It was an evening kick off, with both home and away
fans slow to take their seats, having propped up the
pre-match bar. The referee was reluctant to start but
finally had to give in to the demands of satellite TV
(OK, I made that bit up) and started at 7.40. Nyman
took to the pitch in all black, save for a rather
dodgy sideline in sock wear, and proceeded to play a
relaxed formation of 3-3-2-1, that is - groupings of
pieces from the films Wonderland,
Gattaca, Anne Frank and The End Of
The Affair.
Within ten minutes he was a goal up, thanks to a
sensitive choice of music to accompany a new silent
film by Phil Maxwell and Hazuan Hashim,
a moving depiction of London's East End. The everyday
mundanities it showed were communal scenes - a shop, a
bus stop, the bookies, the characters struggling
through life. None more so than a poor older gentleman
with one leg, forced to take refuge in a shop
doorway.
After this moving opening, Nyman conceded an
equaliser in the form of solo piano renditions of
scenes from the latter films mentioned above, which
lacked colour and zest, pleasant on the ear though
they were. Towards half time - I kid you not, the
first half was forty five minutes! - he regained the
advantage, accompanying the silent film
Manhatta, shot in the 1920s in response to the
poem by Wilfred Owen.
The grandeur of the
skyscrapers and the industrial splendour were not
fully matched by the score however, again starkly
textured, despite the busy keyboard on an accompanying
tape. Nyman certainly wouldn't win any plaudits for
stage presence either, sitting remarkably still
throughout and displaying little or no emotion.

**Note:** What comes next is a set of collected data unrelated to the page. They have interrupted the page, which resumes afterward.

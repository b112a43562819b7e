// Router-level tests driving the full HTTP surface with a scripted model

use async_trait::async_trait;
use axum::body::Body;
use axum::http::{Request, StatusCode};
use axum::Router;
use base64::Engine;
use food_detector::config::AppConfig;
use food_detector::detector::{FoodDetector, ModelRequest, VisionModel};
use food_detector::error::{DetectorError, Result};
use food_detector::server::create_router;
use http_body_util::BodyExt;
use std::sync::Arc;
use tower::ServiceExt;

// 1x1 PNG
const TINY_PNG_B64: &str = "iVBORw0KGgoAAAANSUhEUgAAAAEAAAABCAYAAAAfFcSJAAAADUlEQVR42mNk+M9QDwADhgGAWjR9awAAAABJRU5ErkJggg==";

fn tiny_png() -> Vec<u8> {
    base64::engine::general_purpose::STANDARD
        .decode(TINY_PNG_B64)
        .unwrap()
}

struct ScriptedModel(std::result::Result<String, String>);

#[async_trait]
impl VisionModel for ScriptedModel {
    async fn generate(&self, _request: ModelRequest) -> Result<String> {
        match &self.0 {
            Ok(text) => Ok(text.clone()),
            Err(message) => Err(DetectorError::Upstream(message.clone())),
        }
    }
}

fn app_with_reply(reply: std::result::Result<&str, &str>) -> Router {
    let config = AppConfig::default();
    let model = Arc::new(ScriptedModel(
        reply.map(str::to_owned).map_err(str::to_owned),
    ));
    let detector = FoodDetector::new(model, config.detection.clone());
    create_router(config, detector)
}

fn multipart_request(
    uri: &str,
    filename: &str,
    content_type: &str,
    data: &[u8],
) -> Request<Body> {
    let boundary = "food-detector-test-boundary";
    let mut body = Vec::new();
    body.extend_from_slice(format!("--{boundary}\r\n").as_bytes());
    body.extend_from_slice(
        format!(
            "Content-Disposition: form-data; name=\"file\"; filename=\"{filename}\"\r\n\
             Content-Type: {content_type}\r\n\r\n"
        )
        .as_bytes(),
    );
    body.extend_from_slice(data);
    body.extend_from_slice(format!("\r\n--{boundary}--\r\n").as_bytes());

    Request::builder()
        .method("POST")
        .uri(uri)
        .header(
            "content-type",
            format!("multipart/form-data; boundary={boundary}"),
        )
        .body(Body::from(body))
        .unwrap()
}

async fn body_json(response: axum::response::Response) -> serde_json::Value {
    let bytes = response.into_body().collect().await.unwrap().to_bytes();
    serde_json::from_slice(&bytes).unwrap()
}

#[tokio::test]
async fn test_healthz_ignores_upstream() {
    // The model is permanently broken; liveness must not care
    let app = app_with_reply(Err("model is down"));

    let response = app
        .oneshot(Request::get("/healthz").body(Body::empty()).unwrap())
        .await
        .unwrap();

    assert_eq!(response.status(), StatusCode::OK);
    assert_eq!(body_json(response).await, serde_json::json!({ "ok": true }));
}

#[tokio::test]
async fn test_health_reports_healthy() {
    let app = app_with_reply(Err("model is down"));

    let response = app
        .oneshot(Request::get("/health").body(Body::empty()).unwrap())
        .await
        .unwrap();

    assert_eq!(response.status(), StatusCode::OK);
    assert_eq!(
        body_json(response).await,
        serde_json::json!({ "status": "healthy" })
    );
}

#[tokio::test]
async fn test_root_banner() {
    let app = app_with_reply(Ok(""));

    let response = app
        .oneshot(Request::get("/").body(Body::empty()).unwrap())
        .await
        .unwrap();

    assert_eq!(response.status(), StatusCode::OK);
    let json = body_json(response).await;
    assert!(json["message"].is_string());
    assert!(json["status"].is_string());
}

#[tokio::test]
async fn test_predict_returns_items_verbatim() {
    let app = app_with_reply(Ok(r#"{"items":[{"label":"apple","count":2}]}"#));

    let response = app
        .oneshot(multipart_request("/predict", "plate.png", "image/png", &tiny_png()))
        .await
        .unwrap();

    assert_eq!(response.status(), StatusCode::OK);
    let bytes = response.into_body().collect().await.unwrap().to_bytes();
    assert_eq!(&bytes[..], br#"{"items":[{"label":"apple","count":2}]}"#);
}

#[tokio::test]
async fn test_predict_rejects_empty_file() {
    let app = app_with_reply(Ok(r#"{"items":[]}"#));

    let response = app
        .oneshot(multipart_request("/predict", "empty.png", "image/png", b""))
        .await
        .unwrap();

    assert_eq!(response.status(), StatusCode::BAD_REQUEST);
}

#[tokio::test]
async fn test_predict_rejects_non_image_payload() {
    let app = app_with_reply(Ok(r#"{"items":[]}"#));

    let response = app
        .oneshot(multipart_request(
            "/predict",
            "notes.txt",
            "image/png",
            b"just some text bytes",
        ))
        .await
        .unwrap();

    assert_eq!(response.status(), StatusCode::BAD_REQUEST);
}

#[tokio::test]
async fn test_predict_rejects_missing_file_field() {
    let app = app_with_reply(Ok(r#"{"items":[]}"#));

    let boundary = "food-detector-test-boundary";
    let body = format!(
        "--{boundary}\r\nContent-Disposition: form-data; name=\"other\"\r\n\r\nhello\r\n--{boundary}--\r\n"
    );
    let request = Request::builder()
        .method("POST")
        .uri("/predict")
        .header(
            "content-type",
            format!("multipart/form-data; boundary={boundary}"),
        )
        .body(Body::from(body))
        .unwrap();

    let response = app.oneshot(request).await.unwrap();
    assert_eq!(response.status(), StatusCode::BAD_REQUEST);
}

#[tokio::test]
async fn test_predict_maps_bad_reply_to_502() {
    let app = app_with_reply(Ok("I think I can see an apple and maybe"));

    let response = app
        .oneshot(multipart_request("/predict", "plate.png", "image/png", &tiny_png()))
        .await
        .unwrap();

    assert_eq!(response.status(), StatusCode::BAD_GATEWAY);
    let json = body_json(response).await;
    assert_eq!(json["error"]["type"], "upstream_error");
}

#[tokio::test]
async fn test_predict_maps_model_failure_to_502() {
    let app = app_with_reply(Err("Model call failed: quota exceeded"));

    let response = app
        .oneshot(multipart_request("/predict", "plate.png", "image/png", &tiny_png()))
        .await
        .unwrap();

    assert_eq!(response.status(), StatusCode::BAD_GATEWAY);
}

#[tokio::test]
async fn test_detect_returns_freeform_payload() {
    let app = app_with_reply(Ok("Rice, beans, and a fried plantain."));

    let response = app
        .oneshot(multipart_request("/detect", "lunch.jpg", "image/jpeg", &tiny_png()))
        .await
        .unwrap();

    assert_eq!(response.status(), StatusCode::OK);
    let json = body_json(response).await;
    assert_eq!(json["status"], "success");
    assert_eq!(json["filename"], "lunch.jpg");
    assert_eq!(json["detected_foods"], "Rice, beans, and a fried plantain.");
}

#[tokio::test]
async fn test_detect_rejects_non_image_content_type() {
    let app = app_with_reply(Ok("unused"));

    let response = app
        .oneshot(multipart_request(
            "/detect",
            "notes.txt",
            "text/plain",
            b"hello",
        ))
        .await
        .unwrap();

    assert_eq!(response.status(), StatusCode::BAD_REQUEST);
}

#[tokio::test]
async fn test_detect_maps_model_failure_to_500() {
    let app = app_with_reply(Err("Model call failed"));

    let response = app
        .oneshot(multipart_request("/detect", "lunch.jpg", "image/jpeg", &tiny_png()))
        .await
        .unwrap();

    assert_eq!(response.status(), StatusCode::INTERNAL_SERVER_ERROR);
    let json = body_json(response).await;
    assert_eq!(json["error"]["type"], "internal_error");
}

All square at the break then, but Nyman conceded an
own goal at the start of the second half when he
continued with solo piano performances of The
Exchange (from the film The Claim, and
inevitably, The Piano. Here the crowd sat up
and took noticeably more interest, and Nyman too
displayed far more animation to make this the musical
highpoint of the evening.
A third silent picture was a triumph - A Propos
De Nice, the famous Jean Vigo film of 1930.
Undoubtedly the film was the bigger star than the
music, but Nyman's score had much to commend it, with
some persuasive themes that characterised well, if not
quite capturing the humour of Vigo's camera. One
particular motif, a natural 'homecoming' episode,
could have seen its potential realised as a greater
part of the end.
Rather like QPR's attack this season, Nyman didn't
put away all his chances, and yet like Norwich's
defence he conceded a few soft efforts. But a score
draw was a fair result, with a couple for each side
the shape of two extra time encores, and the crowd
went home happy, if not quite chanting the composer's name.